Mathematical modeling of species interactions is one of the oldest and best known applications of dynamical systems theory outside the physical sciences. The Lotka-Volterra model, often illustrated using the classic Hudson Bay Company snowshoe hare-lynx data, is a simple, elegant model demonstrating the cyclic behavior of idealized predator-prey ecosystems. But... reality isn't always that simple. It's rarely even close to being that simple. The day-to-day functioning of an ecosystem is too complex to 'render' in full detail, the data collection process can heavily influence the actual or perceived dynamics, and even highly sophisticated models can't predict game-changing events outside the box. What's a mathematician to do? We'll do a quick tour of Lotka-Volterra and some new predator-prey models, and see how they perform with the Hudson Bay Co. data (1845-1935) and the Isle Royale moose-wolf (1959-2012) data. 

May 22, 2013

Chris Toni, UCSC

A Brief Introduction to Creating Graphics in LaTeX using Tikz.
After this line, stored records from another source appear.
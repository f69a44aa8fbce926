use tracing::{Level, Metadata};
use tracing_subscriber::layer::{Context, Filter};

/// Randomly samples TRACE and DEBUG events. The draw loop runs every 50ms and
/// traces each frame, so keeping all of them would flood the log file.
#[derive(Debug, Clone, Copy)]
pub struct TraceFilter {
    trace_rate: f32,
    debug_rate: f32,
}

impl Default for TraceFilter {
    fn default() -> Self {
        Self {
            trace_rate: 0.000_05,
            debug_rate: 1.0,
        }
    }
}

impl TraceFilter {
    fn is_enabled(&self, level: Level, roll: f32) -> bool {
        if level == Level::TRACE {
            roll < self.trace_rate
        } else if level == Level::DEBUG {
            roll < self.debug_rate
        } else {
            true
        }
    }
}

impl<S> Filter<S> for TraceFilter {
    fn enabled(&self, meta: &Metadata<'_>, _: &Context<'_, S>) -> bool {
        self.is_enabled(*meta.level(), rand::random::<f32>())
    }
}
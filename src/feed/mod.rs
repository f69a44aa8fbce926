use std::time::Duration;

use quick_xml::{events::Event, Reader};
use rss::{Channel, Item};
use tracing::{debug, info, instrument};
use url::Url;

use crate::{config::FEED_TIMEOUT, error::Result};

#[derive(Default, Debug, Clone, PartialEq, Eq)]
pub struct Enclosure {
    pub url: String,
    pub mime_type: String,
}

/// A single item of a podcast feed, flattened to the fields the browser shows.
#[derive(Default, Debug, Clone, PartialEq, Eq)]
pub struct Episode {
    pub title: String,
    pub description: String,
    pub pub_date: String,
    pub duration: String,
    pub enclosure: Enclosure,
}

impl From<&Item> for Episode {
    fn from(item: &Item) -> Self {
        Self {
            title: item.title().unwrap_or_default().to_string(),
            description: item.description().unwrap_or_default().to_string(),
            pub_date: item.pub_date().unwrap_or_default().to_string(),
            duration: item
                .itunes_ext()
                .and_then(|ext| ext.duration())
                .unwrap_or_default()
                .to_string(),
            enclosure: item
                .enclosure()
                .map(|e| Enclosure {
                    url: e.url().to_string(),
                    mime_type: e.mime_type().to_string(),
                })
                .unwrap_or_default(),
        }
    }
}

#[derive(Default, Debug, Clone, PartialEq, Eq)]
pub struct Feed {
    pub title: String,
    pub description: String,
    pub episodes: Vec<Episode>,
}

impl From<&Channel> for Feed {
    fn from(channel: &Channel) -> Self {
        Self {
            title: channel.title().to_string(),
            description: channel.description().to_string(),
            episodes: channel.items().iter().map(Episode::from).collect(),
        }
    }
}

/// Parses an RSS document, keeping items in document order.
pub fn parse_feed(content: &[u8]) -> Result<Feed> {
    let channel = Channel::read_from(content)?;
    let mut feed = Feed::from(&channel);
    if feed.episodes.iter().any(|e| e.duration.is_empty()) {
        // rss only knows the itunes namespace; pick up any other <duration> too
        let durations = scan_durations(content);
        for (episode, duration) in feed.episodes.iter_mut().zip(durations) {
            if episode.duration.is_empty() {
                episode.duration = duration;
            }
        }
    }
    Ok(feed)
}

// First `duration` element (any namespace) of every item, in document order.
// Items without one get an empty string.
fn scan_durations(content: &[u8]) -> Vec<String> {
    let mut reader = Reader::from_reader(content);
    reader.config_mut().trim_text(true);

    let mut buf = Vec::new();
    let mut durations = Vec::new();
    let mut in_item = false;
    let mut in_duration = false;

    loop {
        match reader.read_event_into(&mut buf) {
            Ok(Event::Start(e)) => match e.local_name().as_ref() {
                b"item" => {
                    in_item = true;
                    durations.push(String::new());
                }
                b"duration" if in_item => in_duration = true,
                _ => {}
            },
            Ok(Event::Empty(e)) => {
                if e.local_name().as_ref() == b"item" {
                    durations.push(String::new());
                }
            }
            Ok(Event::End(e)) => match e.local_name().as_ref() {
                b"item" => in_item = false,
                b"duration" => in_duration = false,
                _ => {}
            },
            Ok(Event::Text(t)) if in_duration => {
                if let (Ok(text), Some(slot)) = (t.decode(), durations.last_mut()) {
                    if slot.is_empty() {
                        *slot = text.trim().to_string();
                    }
                }
            }
            Ok(Event::Eof) => break,
            Err(e) => {
                debug!("stopped scanning durations: {e}");
                break;
            }
            _ => {}
        }
        buf.clear();
    }
    durations
}

#[derive(Debug, Clone)]
pub struct FeedClient {
    http: reqwest::Client,
    timeout: Duration,
}

impl Default for FeedClient {
    fn default() -> Self {
        Self::new(reqwest::Client::new())
    }
}

impl FeedClient {
    pub fn new(http: reqwest::Client) -> Self {
        Self {
            http,
            timeout: FEED_TIMEOUT,
        }
    }

    #[instrument(skip(self))]
    pub async fn get_feed(&self, feed_url: &str) -> Result<Feed> {
        let u = Url::parse(feed_url)?;
        info!("fetching RSS feed from {u}");
        let content = self
            .http
            .get(u)
            .timeout(self.timeout)
            .send()
            .await?
            .error_for_status()?
            .bytes()
            .await?;
        let feed = parse_feed(&content[..])?;
        debug!(title = feed.title, num_episodes = feed.episodes.len());
        Ok(feed)
    }
}

#[cfg(test)]
mod tests {
    use crate::error::Error;

    use super::{parse_feed, Enclosure, FeedClient};

    const FEED: &str = r#"<?xml version="1.0" encoding="UTF-8"?>
<rss version="2.0" xmlns:itunes="http://www.itunes.com/dtds/podcast-1.0.dtd">
  <channel>
    <title>Wine About It</title>
    <link>https://example.com</link>
    <description>A podcast about wine</description>
    <item>
      <title>Episode 2: Reds</title>
      <description><![CDATA[<p>All about <b>reds</b></p>]]></description>
      <pubDate>Tue, 02 May 2023 10:00:00 GMT</pubDate>
      <itunes:duration>00:42:10</itunes:duration>
      <enclosure url="https://cdn.example.com/ep2.mp3" length="123" type="audio/mpeg"/>
    </item>
    <item>
      <title>Episode 1: Whites</title>
    </item>
  </channel>
</rss>"#;

    #[test]
    fn parses_episodes_in_document_order() {
        let feed = parse_feed(FEED.as_bytes()).unwrap();
        assert_eq!(feed.title, "Wine About It");
        assert_eq!(feed.description, "A podcast about wine");
        assert_eq!(feed.episodes.len(), 2);

        let first = &feed.episodes[0];
        assert_eq!(first.title, "Episode 2: Reds");
        assert_eq!(first.description, "<p>All about <b>reds</b></p>");
        assert_eq!(first.pub_date, "Tue, 02 May 2023 10:00:00 GMT");
        assert_eq!(first.duration, "00:42:10");
        assert_eq!(
            first.enclosure,
            Enclosure {
                url: "https://cdn.example.com/ep2.mp3".to_string(),
                mime_type: "audio/mpeg".to_string(),
            }
        );

        let second = &feed.episodes[1];
        assert_eq!(second.title, "Episode 1: Whites");
        assert_eq!(second.duration, "");
        assert_eq!(second.enclosure, Enclosure::default());
    }

    #[test]
    fn plain_duration_elements_are_used() {
        let feed = r#"<?xml version="1.0" encoding="UTF-8"?>
<rss version="2.0" xmlns:itunes="http://www.itunes.com/dtds/podcast-1.0.dtd">
  <channel>
    <title>Mixed</title>
    <link>https://example.com</link>
    <description>durations from different places</description>
    <item>
      <title>Tagged</title>
      <itunes:duration>12:00</itunes:duration>
    </item>
    <item>
      <title>Plain</title>
      <duration>1:02:03</duration>
    </item>
    <item>
      <title>None</title>
    </item>
  </channel>
</rss>"#;
        let feed = parse_feed(feed.as_bytes()).unwrap();
        let durations: Vec<&str> = feed.episodes.iter().map(|e| e.duration.as_str()).collect();
        assert_eq!(durations, vec!["12:00", "1:02:03", ""]);
    }

    #[test]
    fn malformed_xml_is_an_error() {
        let res = parse_feed(b"<rss><channel><title>oops</channel>");
        assert!(matches!(res, Err(Error::Feed(_))));
    }

    #[test]
    fn non_rss_document_is_an_error() {
        let res = parse_feed(b"<html><body>not a feed</body></html>");
        assert!(res.is_err());
    }

    #[tokio::test]
    async fn invalid_url_fails_before_fetching() {
        let client = FeedClient::default();
        let res = client.get_feed("feed.xml").await;
        assert!(matches!(res, Err(Error::InvalidUrl(_))));
    }
}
Tikz is a powerful package in LaTeX that allows people to create graphics and diagrams.  In this talk, we’ll focus primarily on 2-D graphics and some very basic 3-D graphics. We will first introduce the audience to the syntax of creating simple and basic graphics using lines, paths, and predefined shapes (such as rectangles, circles, ellipses, etc.); we will then talk about various ways to color and shade graphics, how to use for loops to simplify some of the work, and how to introduce text and symbolic objects into the graphic using nodes.  Finally, we will end with how to plot graphs of functions (this will rely on using a program called gnuplot).

May 29, 2013

Joel Langer, Case Western Reserve University

A Short History of Length

 A handy old device called a waywiser|basically a wheel and axle mounted on a handle|may be used to measure the length of a path, straight or curved.
If the wheel is one meter in circumference, the waywiser measures the length of the path in meters by counting revolutions of the wheel as it is walked from beginning to end of the path.

 It works well enough in practice|but does it also work in theory? In fact, the waywiser and the concept of arc length may be used to illustrate both successes of ancient geometers and some of the struggles faced by subsequent mathematicians and philosophers in coming to terms with infinity, infinite processes and associated computations.

The story of arc length alternates between geometry and the theory of numbers, between the continuous and the discrete, over two thousand years.

June 5, 2013

Joel Langer, Case Western Reserve University

Bernoulli's Remarkable Lemniscate

A plane curve which resembles the symbol for infinity has been hiding in plain sight for two thousand years; from the spiric sections of Perseus, to the planetary orbits of Cassini, to mechanical linkages of Watt and others, not to mention Viviani's Temple.  But it was only after Jakob Bernoulli's investigations on mechanics and elasticity that this curve made its mark on mathematical history.  Now the famous "lemniscate of Bernoulli" is tied to the birth of elliptic functions and the theory of equations and numbers through the discoveries of Count Fagnano, Euler, Gauss, Abel and others.

All of this predates the fuller view of the lemniscate as a Riemann surface of genus zero---a sphere sitting in the complex projective plane. In this setting, the elegant lemniscate turns out to have octahedral symmetry. In fact, I will attempt to provide some impression of the lemniscate as a disdyakis dodecahedron.